→ **Action item**: In the listing below, find each line with the string "flow" and report it.

(Beginning of Supplied entries)

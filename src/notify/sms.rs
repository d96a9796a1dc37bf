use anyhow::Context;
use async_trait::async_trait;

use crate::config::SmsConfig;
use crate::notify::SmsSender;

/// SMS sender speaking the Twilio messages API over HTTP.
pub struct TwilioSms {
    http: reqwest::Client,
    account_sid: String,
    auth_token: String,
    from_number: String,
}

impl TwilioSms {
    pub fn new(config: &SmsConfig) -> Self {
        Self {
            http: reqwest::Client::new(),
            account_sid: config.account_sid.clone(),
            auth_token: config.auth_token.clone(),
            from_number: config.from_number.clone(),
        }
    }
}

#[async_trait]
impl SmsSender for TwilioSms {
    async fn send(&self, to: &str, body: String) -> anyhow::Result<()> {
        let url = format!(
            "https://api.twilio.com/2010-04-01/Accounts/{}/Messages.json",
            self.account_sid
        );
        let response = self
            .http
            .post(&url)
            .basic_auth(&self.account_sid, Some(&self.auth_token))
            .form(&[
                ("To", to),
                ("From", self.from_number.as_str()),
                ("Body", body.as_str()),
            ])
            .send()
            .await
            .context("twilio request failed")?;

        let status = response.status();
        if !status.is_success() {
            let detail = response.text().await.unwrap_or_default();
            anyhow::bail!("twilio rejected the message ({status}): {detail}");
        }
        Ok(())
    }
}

(End of Supplied entries)
(Beginning of Supplied entries)

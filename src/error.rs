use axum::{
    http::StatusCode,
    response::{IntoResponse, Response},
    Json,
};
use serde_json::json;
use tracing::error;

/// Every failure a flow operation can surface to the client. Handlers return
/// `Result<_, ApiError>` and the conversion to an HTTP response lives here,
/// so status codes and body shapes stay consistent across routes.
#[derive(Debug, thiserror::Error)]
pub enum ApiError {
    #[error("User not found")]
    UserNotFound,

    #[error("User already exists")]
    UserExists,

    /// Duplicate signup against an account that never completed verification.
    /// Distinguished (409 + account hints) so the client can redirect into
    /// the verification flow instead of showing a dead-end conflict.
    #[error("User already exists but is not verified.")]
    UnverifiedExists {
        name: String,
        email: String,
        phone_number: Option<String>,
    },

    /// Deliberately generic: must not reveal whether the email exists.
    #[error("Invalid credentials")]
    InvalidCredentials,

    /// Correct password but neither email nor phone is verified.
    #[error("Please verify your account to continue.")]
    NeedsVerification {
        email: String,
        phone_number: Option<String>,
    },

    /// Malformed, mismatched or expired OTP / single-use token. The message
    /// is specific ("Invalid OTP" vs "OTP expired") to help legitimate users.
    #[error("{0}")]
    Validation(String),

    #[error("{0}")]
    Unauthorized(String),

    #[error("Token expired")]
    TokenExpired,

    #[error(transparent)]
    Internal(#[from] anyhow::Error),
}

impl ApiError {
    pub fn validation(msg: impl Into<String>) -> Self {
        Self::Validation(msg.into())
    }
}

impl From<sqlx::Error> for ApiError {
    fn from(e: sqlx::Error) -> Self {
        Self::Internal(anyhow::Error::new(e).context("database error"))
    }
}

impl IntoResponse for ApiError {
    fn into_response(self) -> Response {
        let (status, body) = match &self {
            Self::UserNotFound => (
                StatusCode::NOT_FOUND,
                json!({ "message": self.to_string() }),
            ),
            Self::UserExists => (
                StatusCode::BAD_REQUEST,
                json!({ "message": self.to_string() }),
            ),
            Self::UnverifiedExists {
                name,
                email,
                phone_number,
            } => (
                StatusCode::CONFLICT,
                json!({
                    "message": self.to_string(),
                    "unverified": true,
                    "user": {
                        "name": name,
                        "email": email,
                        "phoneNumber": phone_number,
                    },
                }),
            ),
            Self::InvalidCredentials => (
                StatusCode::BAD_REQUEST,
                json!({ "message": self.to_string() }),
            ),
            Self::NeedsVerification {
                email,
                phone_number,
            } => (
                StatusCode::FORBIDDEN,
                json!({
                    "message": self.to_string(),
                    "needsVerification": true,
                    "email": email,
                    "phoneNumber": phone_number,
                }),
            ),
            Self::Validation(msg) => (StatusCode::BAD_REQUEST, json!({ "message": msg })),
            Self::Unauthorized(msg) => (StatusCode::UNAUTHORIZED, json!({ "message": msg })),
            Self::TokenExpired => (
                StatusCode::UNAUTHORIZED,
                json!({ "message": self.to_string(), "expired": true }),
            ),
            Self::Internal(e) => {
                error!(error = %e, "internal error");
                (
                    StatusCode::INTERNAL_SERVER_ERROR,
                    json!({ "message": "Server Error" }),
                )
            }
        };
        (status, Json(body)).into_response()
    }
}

(End of Supplied entries)

→ **Written answer**:
/// Every failure a flow operation can surface to the client. Handlers return
    /// the verification flow instead of showing a dead-end conflict.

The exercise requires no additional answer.